Subcellular fractionation
Nuclear and cytoplasmic fractions of SK-HEP-1 or Huh7 cells were separated utilizing the PARIS Kit (Thermo Fisher). Cell samples were first lysed in cell fractionation buffer. The pellet washed with TSE buffer (10 mM Tris, 300 mMsucrose, 1 mM EDTA, 0.1% NP40 PH 7.5) at 4000 g for 5 min in a tabletop centrifuge at 4 ℃. The resulting supernatant discarded and the pellets were nucleus. The resulting supernatant from the first round of differential centrifugation was sedimented for 150 min at 14000 rpm in a tabletop centrifuge. The resulting pellets were membranes and the supernatant were cytoplasm. RT-qPCR was followed to determine the location of LL22NC03-N14H11.1, with GAPDH or U6 as the cytoplasmic or nuclear control. The experiment was conducted in triplicate.
Fluorescence in situ hybridization
The RNA fluorescence in situ hybridization (FISH) probe for LL22NC03-N14H11.1 was designed and produced at RiboBio (Guangzhou, China). Cell samples were fixed in 4% formaldehyde for 15 min before washing in phosphate-buffered saline (PBS), and then cultured with pepsin and dehydrated. The air-dried cells were incubated with FISH probe in the hybridization buffer.
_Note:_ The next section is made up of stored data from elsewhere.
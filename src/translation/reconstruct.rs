/*!
 * Positional mapping of translated values back onto the original keys.
 *
 * Keys embedded in the reply are not trusted: the n-th returned value belongs to
 * the n-th original key. When the backend returns fewer values than were sent,
 * the trailing keys are simply absent from the result; extra values are ignored.
 */

use crate::formats::ResourceEntries;
use crate::translation::dispatch::TranslatedBatch;

/// A returned key that differs from the key at the same position
#[derive(Debug, Clone, PartialEq, Eq)]
pub struct KeyDivergence {
    pub position: usize,
    pub expected: String,
    pub returned: String,
}

/// Zip translated values against `keys` by position, trimming each value
pub fn reconstruct(keys: &[String], batches: &[TranslatedBatch]) -> ResourceEntries {
    keys.iter()
        .zip(batches.iter().flat_map(|b| b.pairs()))
        .map(|(key, pair)| (key.clone(), pair.text.trim().to_string()))
        .collect()
}

/// Positions where the backend's key does not match the original key
pub fn key_divergences(keys: &[String], batches: &[TranslatedBatch]) -> Vec<KeyDivergence> {
    keys.iter()
        .zip(batches.iter().flat_map(|b| b.pairs()))
        .enumerate()
        .filter(|(_, (expected, pair))| **expected != pair.key)
        .map(|(position, (expected, pair))| KeyDivergence {
            position,
            expected: expected.clone(),
            returned: pair.key.clone(),
        })
        .collect()
}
Nuclei were counterstained with 4′,6-diamidino-2-phenylindole (DAPI) and cells were observed using laser scanning confocal microscope (Zeiss, Jena, Germany). The experiment was conducted in triplicate.
Transfection
Specific short hairpin RNAs (shRNAs) against LL22NC03-N14H11.1 (sh-LL22NC03-N14H11.1#1/2/3), LZTR1 (sh-LZTR1), ELF1 (sh-ELF1), AR (sh-AR) or c-Myb (sh-c-Myb) and corresponding negative controls (sh-NC) were acquired from GeneChem (Shanghai, China). The interference sequences were presented as follows: sh-NC, 5′-CCGGGGATTCCTATCCCCTGTCAATCTCGAGTTTGACAGGGGAAACCAATCGTTTTTG-3′; sh-LL22NC03-N14H11.1#1, 5′-CCGGGCACTGGTATGGGCTGTCTATCTCGAGATAGACAGCCCATACCAGTGCTTTTTG-3′; sh-LL22NC03-N14H11.1#2, 5′-CCGGGGAATCAGGCCTCCCAAATTTCTCGAGAAATTTGGGAGGCCTGATTCCTTTTTG-3′; sh-LL22NC03-N14H11.1#3, 5′-CCGGGATGGAGAAAGCACTCACCTACTCGAGTAGGTGAGTGCTTTCTCCATCTTTTTG-3′; sh-NC, 5′-CCGGGCTTAAGTTCAGAAGACTTGGACTCGAGCGAATTCAAGTCTTCTGAACCTTTTTTG-3′, sh-LZTR1, 5′-CCGGTCAGGGTCTCGGGCTACAGGGCCTCGAGAGTCCCAGAGCCCGATGTCCCGTTTTTG-3′; sh-NC, 5′-CCGGTAGCTAGATAAAGTTATAGAATCTCGAGATCGATCTATTTCAATATCTTATTTTTG-3′, sh-ELF1, 5′-CCGGTTCCTCCGTCTCCGTGAATACGCTCGAGAAGGAGGCAGAGGCACTTATGCTTTTTG-3′; sh-NC, 5′-CCGGAATTGTATAGAAACTATATCTGCTCGAGTTAACATATCTTTGATATAGACTTTTTG-3′, sh-AR, 5′-CCGGAAGTTCATAATTCTCTGTCTGACTCGAGTTCAAGTATTAAGAGACAGACTTTTTTG-3′; sh-NC, 5′-CCGGACTTGAAAGCGCAAGGAATTAGCTCGAGTGAACTTTCGCGTTCCTTAATCTTTTTG-3′, sh-c-Myb, 5′-CCGGCCGCTCCCTAGGCGTGCGATTACTCGAGGGCGAGGGATCCGCACGCTAATTTTTTG-3′. The pcDNA3.1 vector targeting DRP1 or c-Myb, as well as the active H-Ras (G12V) expressed from retroviral vector LZRS, was applied for gene overexpression. These plasmids were transfected into SK-HEP-1 or Huh7 cells for 48 h in 6-well plates (1 × 106 cells/well), by Lipofectamine 3000 (Invitrogen, Carlsbad, CA, USA). The experiment was conducted in triplicate.
CCK-8
Transfected SK-HEP-1 or Huh7 cells were prepared in 96-well plates containing complete medium with 5 × 103 cells in each well, and 10 µL of CCK-8 solution (Dojindo, Kumamoto, Japan) was added into each well for 2 h to detect cell viability. The optical density value at 450 nm was recorded at 0, 24, 48, 72, and 96 h using a microplate reader (Dynex Technologies, West Sussex, UK). The experiment was conducted in triplicate.
Colony formation
Transfected SK-HEP-1 or Huh7 cells at the logarithmic growth phase were trypsinized, harvested, and planted into 6-well plates for 2 weeks, at the density of 500 cells per well. After washing in PBS, colonies containing more than 50 cells were fixed in methanol (Sigma-Aldrich), dyed in crystal violet (Sigma-Aldrich), and eventually counted manually. The experiment was conducted in triplicate.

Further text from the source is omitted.